• **WHAT TO WORK ON**: Every line below that has the string "Result" needs to be copied.

Items from a data source
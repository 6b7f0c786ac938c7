use sea_orm_migration::prelude::*;

#[derive(DeriveMigrationName)]
pub struct Migration;

#[async_trait::async_trait]
impl MigrationTrait for Migration {
    async fn up(&self, manager: &SchemaManager) -> Result<(), DbErr> {
        manager
            .create_table(
                Table::create()
                    .table(Payments::Table)
                    .if_not_exists()
                    .col(
                        ColumnDef::new(Payments::Id)
                            .integer()
                            .not_null()
                            .auto_increment()
                            .primary_key(),
                    )
                    .col(ColumnDef::new(Payments::MemberId).integer().not_null())
                    .col(
                        ColumnDef::new(Payments::AmountCents)
                            .big_integer()
                            .not_null(),
                    )
                    .col(ColumnDef::new(Payments::Method).string_len(20).not_null())
                    .col(
                        ColumnDef::new(Payments::Status)
                            .string_len(20)
                            .not_null()
                            .default("completed"),
                    )
                    .col(ColumnDef::new(Payments::PaidAt).timestamp().not_null())
                    .col(ColumnDef::new(Payments::Note).text())
                    .col(
                        ColumnDef::new(Payments::CreatedAt)
                            .timestamp()
                            .not_null()
                            .default(Expr::current_timestamp()),
                    )
                    .foreign_key(
                        ForeignKey::create()
                            .name("fk_payments_member_id")
                            .from(Payments::Table, Payments::MemberId)
                            .to(Members::Table, Members::Id)
                            .on_delete(ForeignKeyAction::Cascade),
                    )
                    .to_owned(),
            )
            .await?;

        // 创建索引
        manager
            .create_index(
                Index::create()
                    .name("idx_payments_member_id")
                    .table(Payments::Table)
                    .col(Payments::MemberId)
                    .to_owned(),
            )
            .await?;

        manager
            .create_index(
                Index::create()
                    .name("idx_payments_paid_at")
                    .table(Payments::Table)
                    .col(Payments::PaidAt)
                    .to_owned(),
            )
            .await?;

        Ok(())
    }

    async fn down(&self, manager: &SchemaManager) -> Result<(), DbErr> {
        manager
            .drop_table(Table::drop().table(Payments::Table).to_owned())
            .await
    }
}

#[derive(DeriveIden)]
enum Payments {
    Table,
    Id,
    MemberId,
    AmountCents,
    Method,
    Status,
    PaidAt,
    Note,
    CreatedAt,
}

#[derive(DeriveIden)]
enum Members {
    Table,
    Id,
}
//! # 管理端服务层
//!
//! 聚合供各 HTTP handler 复用的共享工具。

pub mod shared;

pub use shared::{
    PaginationInfo, PaginationParams, build_page, validate_email_format, validate_name_format,
};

• **EXERCISE RESPONSE**:
    async fn up(&self, manager: &SchemaManager) -> Result<(), DbErr> {
    async fn down(&self, manager: &SchemaManager) -> Result<(), DbErr> {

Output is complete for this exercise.